Resumption will now have to consider these discarded fixtures, where sides sit on the tables, and importantly, whether new matches will fairly represent teams placings. Only two rounds have successfully been completed – not counting the abandoned Toulon v Scarlets game – and between the two conferences of the Heineken Champions Cup and Challenge Cup, how those remaining windows for EPCR matches are used will need to be chosen well?
Reports from the BBC indicate the competitions are still set to be played to a finish, with two weekends reserved for European games in April and another weekend set aside in early May. That is before the finals weekend scheduled for May 22 in Marseille.
Full to overloaded already, it is the hope that European Professional Club Rugby can designate those dates to at least reach a bare minimum of pool play, to support any type of Playoffs. Unlike the Guinness PRO14, fans will hope that a decision is not made to eliminate the anticipated quarterfinals and semifinals. Any further disruption to leagues, or at worst, Government restrictions on professional sport would be disastrous. It would bring the whole plan tumbling down.
Following a directive from French authorities that the participation of TOP 14 clubs in the #HeinekenChampionsCup constitutes too great a public health risk, EPCR has no choice but to announce that the 2020/21 tournament is temporarily suspended:https://t.co/UlilOVV0TN
— Heineken Champions Cup (@ChampionsCup) January 11, 2021
The one thing not being considered though is, the strain on players and fans.
Decision proves season is overloaded to breaking point
It has been created instinctively, due to constraints to the 2020 season yet while society has had to confront and fight Covid, rugby appears to have simply scheduled as much as possible, and then said ‘lets see what happens’.
Most obviously, French Top14 have always had the longest and most exhausting seasons, and as usual, began first. Yet when one round in, a game had already been postponed, the writing appeared to be on the wall. Cases were being discovered quite regularly, and that must have been at least a warning to others.
Planners will react by saying that 22 rounds of the Premiership in, before the upcoming British and Irish Lions tour. So they all had to scramble to rearrange dates that included the multi-layered leagues and EPCR competition. Always a separate entity, European rugby titles have taken on a life of its own. Trying to weave in separate weekends where inter league games to play all across Western Europe.
That has been one thing, best illustrated here. Schedule everything, and just allow it to proceed. Yet now, any interruption leads to increased pressure on the teams to accommodate change. Sometimes frustrating from the outside, with Top14 still to identify how remaining games could be played. It is all building to a crescendo that the players seem just expected to ready themselves for.
2021 might be the one year that causes more calamitous rearrangement – out of necessity, not for a want of trying. But lessons have to be learned.

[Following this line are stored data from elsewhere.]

//! PDF text extraction using lopdf and pdf-extract.

use std::panic::{self, AssertUnwindSafe};
use std::path::Path;

use lopdf::Document;
use tracing::{debug, trace};

use super::{PdfProcessor, Result};
use crate::error::PdfError;

/// PDF content extractor using lopdf.
pub struct PdfExtractor {
    document: Option<Document>,
    raw_data: Vec<u8>,
}

/// Extracted content from a PDF.
#[derive(Debug, Clone)]
pub struct PdfContent {
    /// Pages with their content.
    pub pages: Vec<PdfPage>,
}

/// Content from a single PDF page.
#[derive(Debug, Clone, PartialEq)]
pub struct PdfPage {
    /// Page number (1-indexed).
    pub number: u32,
    /// Extracted text from this page.
    pub text: String,
}

impl PdfExtractor {
    /// Create a new PDF extractor.
    pub fn new() -> Self {
        Self {
            document: None,
            raw_data: Vec::new(),
        }
    }

    /// Extract all pages of the loaded document.
    pub fn extract_all(&self) -> Result<PdfContent> {
        let pages = self.extract_pages()?;
        debug!(
            "Extracted {} pages, {} chars of text",
            pages.len(),
            pages.iter().map(|p| p.text.len()).sum::<usize>()
        );
        Ok(PdfContent { pages })
    }
}

impl Default for PdfExtractor {
    fn default() -> Self {
        Self::new()
    }
}

impl PdfProcessor for PdfExtractor {
    fn load(&mut self, data: &[u8]) -> Result<()> {
        let mut doc = Document::load_mem(data).map_err(|e| PdfError::Parse(e.to_string()))?;

        // Handle PDFs with empty password encryption
        if doc.is_encrypted() {
            if doc.decrypt("").is_err() {
                return Err(PdfError::Encrypted);
            }
            debug!("Decrypted PDF with empty password");

            // pdf-extract needs the decrypted bytes
            let mut decrypted_data = Vec::new();
            doc.save_to(&mut decrypted_data)
                .map_err(|e| PdfError::Parse(format!("failed to save decrypted PDF: {}", e)))?;
            self.raw_data = decrypted_data;
        } else {
            self.raw_data = data.to_vec();
        }

        let page_count = doc.get_pages().len();
        if page_count == 0 {
            return Err(PdfError::NoPages);
        }

        debug!("Loaded PDF with {} pages", page_count);
        self.document = Some(doc);
        Ok(())
    }

    fn page_count(&self) -> u32 {
        self.document
            .as_ref()
            .map(|doc| doc.get_pages().len() as u32)
            .unwrap_or(0)
    }

    fn extract_pages(&self) -> Result<Vec<PdfPage>> {
        if self.document.is_none() {
            return Err(PdfError::Parse("no document loaded".to_string()));
        }

        // The text decoder panics on some malformed content streams.
        let data = &self.raw_data;
        let outcome = panic::catch_unwind(AssertUnwindSafe(|| {
            pdf_extract::extract_text_from_mem_by_pages(data)
        }));

        let texts = match outcome {
            Ok(Ok(texts)) => texts,
            Ok(Err(e)) => return Err(PdfError::TextExtraction(e.to_string())),
            Err(payload) => {
                let msg = payload
                    .downcast_ref::<&str>()
                    .map(|s| s.to_string())
                    .or_else(|| payload.downcast_ref::<String>().cloned())
                    .unwrap_or_else(|| "text decoder panicked".to_string());
                return Err(PdfError::TextExtraction(msg));
            }
        };

        trace!("Decoded {} page texts", texts.len());

        Ok(texts
            .into_iter()
            .enumerate()
            .map(|(i, text)| PdfPage {
                number: i as u32 + 1,
                text,
            })
            .collect())
    }
}

/// Read a PDF file from disk and extract its pages.
pub fn read_pdf(path: &Path) -> Result<PdfContent> {
    let is_pdf = path
        .extension()
        .and_then(|e| e.to_str())
        .is_some_and(|e| e.eq_ignore_ascii_case("pdf"));
    if !is_pdf {
        return Err(PdfError::NotPdf(path.to_path_buf()));
    }

    let data = std::fs::read(path).map_err(|source| PdfError::Read {
        path: path.to_path_buf(),
        source,
    })?;

    let mut extractor = PdfExtractor::new();
    extractor.load(&data)?;
    extractor.extract_all()
}

#[cfg(test)]
mod tests {
    use super::*;
    use crate::test_support::make_pdf;

    #[test]
    fn test_pdf_extractor_new() {
        let extractor = PdfExtractor::new();
        assert!(extractor.document.is_none());
        assert_eq!(extractor.page_count(), 0);
    }

    #[test]
    fn test_load_rejects_garbage() {
        let mut extractor = PdfExtractor::new();
        let err = extractor.load(b"definitely not a pdf").unwrap_err();
        assert!(matches!(err, PdfError::Parse(_)));
    }

    #[test]
    fn test_extract_pages() {
        let data = make_pdf(&[&["ACME Corp", "Invoice #: INV-1"], &["Total: $10.00"]]);
        let mut extractor = PdfExtractor::new();
        extractor.load(&data).unwrap();

        assert_eq!(extractor.page_count(), 2);

        let pages = extractor.extract_pages().unwrap();
        assert_eq!(pages.len(), 2);
        assert_eq!(pages[0].number, 1);
        assert!(pages[0].text.contains("ACME"));
        assert!(pages[1].text.contains("Total"));
    }

    #[test]
    fn test_read_pdf_requires_extension() {
        let dir = tempfile::tempdir().unwrap();
        let path = dir.path().join("notes.txt");
        std::fs::write(&path, "plain").unwrap();

        assert!(matches!(read_pdf(&path), Err(PdfError::NotPdf(_))));
    }

    #[test]
    fn test_read_pdf_missing_file() {
        let dir = tempfile::tempdir().unwrap();
        let path = dir.path().join("missing.pdf");

        assert!(matches!(read_pdf(&path), Err(PdfError::Read { .. })));
    }
}
//! PDF text acquisition.

mod extractor;

pub use extractor::{PdfContent, PdfExtractor, PdfPage, read_pdf};

use crate::error::PdfError;

/// Result type for PDF operations.
pub type Result<T> = std::result::Result<T, PdfError>;

/// Trait for PDF processing implementations.
pub trait PdfProcessor {
    /// Load a PDF from bytes.
    fn load(&mut self, data: &[u8]) -> Result<()>;

    /// Get the number of pages in the PDF.
    fn page_count(&self) -> u32;

    /// Extract plain text page by page.
    fn extract_pages(&self) -> Result<Vec<PdfPage>>;
}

And that is not even imagining the worst-case scenario. Nobody wants any further cases of Covid; 70 in the last few weeks of the Premiership alone. Premiership Rugby director Phil Winstanley says “there are serious concerns about sport at the moment and how it is portraying itself, and it just presented an opportunity for us to just give ourselves a break and to support the health and welfare of the players.”
Might a new appreciation exist in the Future…..
This is the attitude that fans hope is shared across competitions. If it reaches the executives for European Professional Club Rugby, one hopes that future planning avoids the overloaded scheduling, during this difficult period. Only applying more pressure, by trying to squeeze ever more rugby into limited schedules. That is a negative.
Maybe in 12 months time, when more controls and the wished-for vaccination programs have a positive effect, the conditions are much improved. But hopefully, at the same time, a balanced calendar becomes the new goal for organizers and stakeholders. Surely a positive that will address an overloaded schedule.